I love birthdays. I love celebrating in big ways. I love life. I love my life.
So, what’s the issue? I’m not sure.
Maybe it’s because of all those things, that turning 40 scares me. My wedding day is almost 10 years behind me. My kids will be in first grade in September and I’m no longer the adorable new mom of twins, but the haggard crazy-woman who is aging rapidly with each year of their growth.
My mom died of cancer when she was barely 43. A good friend of mine just died from cancer 10 months after her 40th birthday.
So there’s that.
I realize that’s it’s oh-so-boring to hem and haw over turning 40. It’s almost a cliche, yet here I am.
I’ve done all the preparation to ease the pain; to minimize the blunt force of the actual day. Ski weekends have been planned as well as a trip to Key West. I want to cover both ends of the spectrum when it comes to weather. I’m an equal opportunity kind of
I plan to run not one, but two marathons and a few duathlons and triathlons this year. I’m very much embracing my new age group. Look out 45 year-olds, I’m going to be the young one in the group now!
There’s a lot I am looking forward to. After all 40 is just a number (another cliche!), and I have so many things I absolutely love about my life and about getting older:
I give a shit less and less about what other people think. It’s very freeing but you can also make a total ass of yourself and blame your age.
I rid myself of a toxic friendship and never looked back.
I take more chances both personally and professionally.
I absolutely love the boys age right now and the whole world that has opened up for us as a family.
I love watching my husband’s business grow by leaps and bounds. A business he started at the kitchen table in our apartment 8 years ago.
So the question remains, what will I do with the 40 days I have left in my thirties?
A little bit less of something everyday.
I spend most of my time rushing around from one thing to the next, trying to be everything to everyone, including myself. I think it’s time to slow down, take life in, look around and appreciate.
Starting Monday, I’m going to chose one thing to focus on and do less of it. Here’s what I have so far:
Movement (yep, that’s right. I’m going to SIT DOWN!)

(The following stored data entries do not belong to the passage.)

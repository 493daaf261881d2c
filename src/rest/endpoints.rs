//! SpiritEx API command paths.
//!
//! These strings are part of the wire protocol and must not change.

/// Session endpoints.
pub mod session {
    /// Sign in with an email address and password.
    pub const SIGNIN: &str = "/Session/Signin";
    /// Get server information.
    pub const SERVER_INFO: &str = "/Session/ServerInfo";
    /// Ask the server to produce an error (diagnostics).
    pub const SERVER_ERROR: &str = "/Session/ServerError";
}

/// User and server-wide endpoints.
pub mod server {
    /// Get the current user.
    pub const USER: &str = "/User";
    /// Look up a user by email address.
    pub const USER_LOOKUP: &str = "/User/Lookup";
    /// Get the specification of an asset type.
    pub const ASSET_TYPE_SPECIFICATIONS: &str = "/AssetTypeSpecifications";
}

/// Account endpoints.
pub mod accounts {
    /// List accounts visible to the user.
    pub const LIST: &str = "/Accounts";
    /// Get an account.
    pub const GET: &str = "/Account";
    /// Create an account.
    pub const CREATE: &str = "/Account/Create";
    /// Destroy an account.
    pub const DESTROY: &str = "/Account/Destroy";
    /// Rename an account.
    pub const RENAME: &str = "/Account/Rename";
    /// Get the assets held by an account.
    pub const ASSETS: &str = "/Account/Assets";
    /// Get a summary of the assets held by an account.
    pub const ASSET_SUMMARY: &str = "/Account/AssetSummary";
    /// Get the audit trail of an account.
    pub const AUDITS: &str = "/Account/Audits";
    /// Deposit or withdraw funds.
    pub const FUNDING: &str = "/Account/Funding";
}

/// Permission endpoints.
pub mod permissions {
    /// List permissions on an account.
    pub const LIST: &str = "/Permissions";
    /// Grant a permission.
    pub const SET: &str = "/SetPermission";
    /// Revoke a permission.
    pub const UNSET: &str = "/UnsetPermission";
}

/// Offering endpoints (supplier side).
pub mod offerings {
    /// List offerings of an account.
    pub const LIST: &str = "/Offerings";
    /// Get an offering.
    pub const GET: &str = "/Offering";
    /// Create an offering.
    pub const CREATE: &str = "/Offering/Create";
    /// Delete an offering.
    pub const DELETE: &str = "/Offering/Delete";
    /// Save offering details.
    pub const SAVE: &str = "/Offering/Save";
    /// Activate an offering.
    pub const ACTIVATE: &str = "/Offering/Activate";
    /// Pause an offering.
    pub const PAUSE: &str = "/Offering/Pause";
}

/// Public offering endpoints.
pub mod public_offerings {
    /// List public offerings.
    pub const LIST: &str = "/PublicOfferings";
    /// Get a public offering.
    pub const GET: &str = "/PublicOffering";
    /// Get the market for a public offering.
    pub const MARKET: &str = "/PublicOffering/Market";
}

/// Order endpoints.
pub mod orders {
    /// List orders of an account.
    pub const LIST: &str = "/Orders";
    /// Get an order.
    pub const GET: &str = "/Order";
    /// Create an order.
    pub const CREATE: &str = "/Order/Create";
    /// Close an order.
    pub const CLOSE: &str = "/Order/Close";
    /// Get the transactions of an order.
    pub const TRANSACTIONS: &str = "/Order/Transactions";
}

Swearing (this one is for you Dad!)
Making (beds, dinner, demands)
I thought it would be easy to think of 40 things to less of but, it turns out that I need some suggestions from all of you. Give me some ideas to fill my next 40 days with less. Help an old lady out!
Give me something to do less of over the next 40 days
How do you feel about milestone birthdays?
What would you do less of?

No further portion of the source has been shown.